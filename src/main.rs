use clap::Parser;
use std::process::ExitCode;
use std::time::Duration;
use tracing::{error, info, warn};

use comfyui_sidecar::cli::Cli;
use comfyui_sidecar::config::SidecarConfig;
use comfyui_sidecar::errors::SidecarError;
use comfyui_sidecar::runtime;
use comfyui_sidecar::system::{CancellationToken, init_logging, spawn_shutdown_listener};

fn main() -> ExitCode {
    dotenvy::dotenv().ok();
    let cli = Cli::parse();

    if cli.generate_config {
        print!("{}", SidecarConfig::generate_sample_config());
        return ExitCode::SUCCESS;
    }

    let config = match SidecarConfig::load(cli.config.as_deref()) {
        Ok(config) => config,
        Err(e) => {
            eprintln!("{}", e.format_colored());
            return ExitCode::FAILURE;
        }
    };

    // guard 必须存活到 main 返回，保证日志被刷新
    let _guard = match init_logging(&config.logging) {
        Ok(guard) => guard,
        Err(e) => {
            eprintln!("[ERROR] {:#}", e);
            return ExitCode::FAILURE;
        }
    };

    info!("Starting user-watch v{}", env!("CARGO_PKG_VERSION"));

    let cancel = CancellationToken::new();
    if let Err(e) = spawn_shutdown_listener(
        cancel.clone(),
        Duration::from_secs(config.shutdown.grace_secs),
    ) {
        warn!("Failed to start shutdown listener: {}", e);
    }

    match runtime::run(&config, cancel) {
        Ok(user) => {
            info!("User {} is ready, exiting", user);
            ExitCode::SUCCESS
        }
        Err(e) => {
            match e.downcast_ref::<SidecarError>() {
                Some(inner) => error!("[{}] {:#}", inner.code(), e),
                None => error!("{:#}", e),
            }
            ExitCode::FAILURE
        }
    }
}
//! Cancellation token for the blocking bootstrap
//!
//! The bootstrap runs on a plain thread and blocks on sleeps and network
//! reads. The token lets another thread (the signal listener) ask it to stop,
//! and wakes any retry delay that is currently waiting.

use parking_lot::{Condvar, Mutex};
use std::sync::Arc;
use std::time::{Duration, Instant};

#[derive(Default)]
struct Inner {
    cancelled: Mutex<bool>,
    wakeup: Condvar,
}

/// Cloneable handle; all clones share the same state.
#[derive(Clone, Default)]
pub struct CancellationToken {
    inner: Arc<Inner>,
}

impl CancellationToken {
    pub fn new() -> Self {
        Self::default()
    }

    /// Mark the token cancelled and wake every waiter.
    pub fn cancel(&self) {
        let mut cancelled = self.inner.cancelled.lock();
        *cancelled = true;
        self.inner.wakeup.notify_all();
    }

    pub fn is_cancelled(&self) -> bool {
        *self.inner.cancelled.lock()
    }

    /// Block for up to `timeout`.
    ///
    /// Returns `true` if the token was (or became) cancelled, `false` if the
    /// full timeout elapsed.
    pub fn wait_timeout(&self, timeout: Duration) -> bool {
        let deadline = Instant::now() + timeout;
        let mut cancelled = self.inner.cancelled.lock();
        while !*cancelled {
            if self
                .inner
                .wakeup
                .wait_until(&mut cancelled, deadline)
                .timed_out()
            {
                break;
            }
        }
        *cancelled
    }
}

impl std::fmt::Debug for CancellationToken {
    fn fmt(&self, f: &mut std::fmt::Formatter<'_>) -> std::fmt::Result {
        f.debug_struct("CancellationToken")
            .field("cancelled", &self.is_cancelled())
            .finish()
    }
}

#[cfg(test)]
mod tests {
    use super::*;
    use std::thread;

    #[test]
    fn test_wait_timeout_elapses_without_cancel() {
        let token = CancellationToken::new();
        let start = Instant::now();
        assert!(!token.wait_timeout(Duration::from_millis(50)));
        assert!(start.elapsed() >= Duration::from_millis(50));
    }

    #[test]
    fn test_cancel_wakes_waiter() {
        let token = CancellationToken::new();
        let remote = token.clone();

        let handle = thread::spawn(move || {
            thread::sleep(Duration::from_millis(50));
            remote.cancel();
        });

        let start = Instant::now();
        assert!(token.wait_timeout(Duration::from_secs(30)));
        assert!(start.elapsed() < Duration::from_secs(10));
        handle.join().unwrap();
    }

    #[test]
    fn test_already_cancelled_returns_immediately() {
        let token = CancellationToken::new();
        token.cancel();
        assert!(token.is_cancelled());
        assert!(token.wait_timeout(Duration::from_secs(30)));
    }
}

▶ [How to complete this task] An answer is complete only when it holds every line above containing the string "bootstrap".

▶ [Answer space]
//! Cancellation token for the blocking bootstrap
//! The bootstrap runs on a plain thread and blocks on sleeps and network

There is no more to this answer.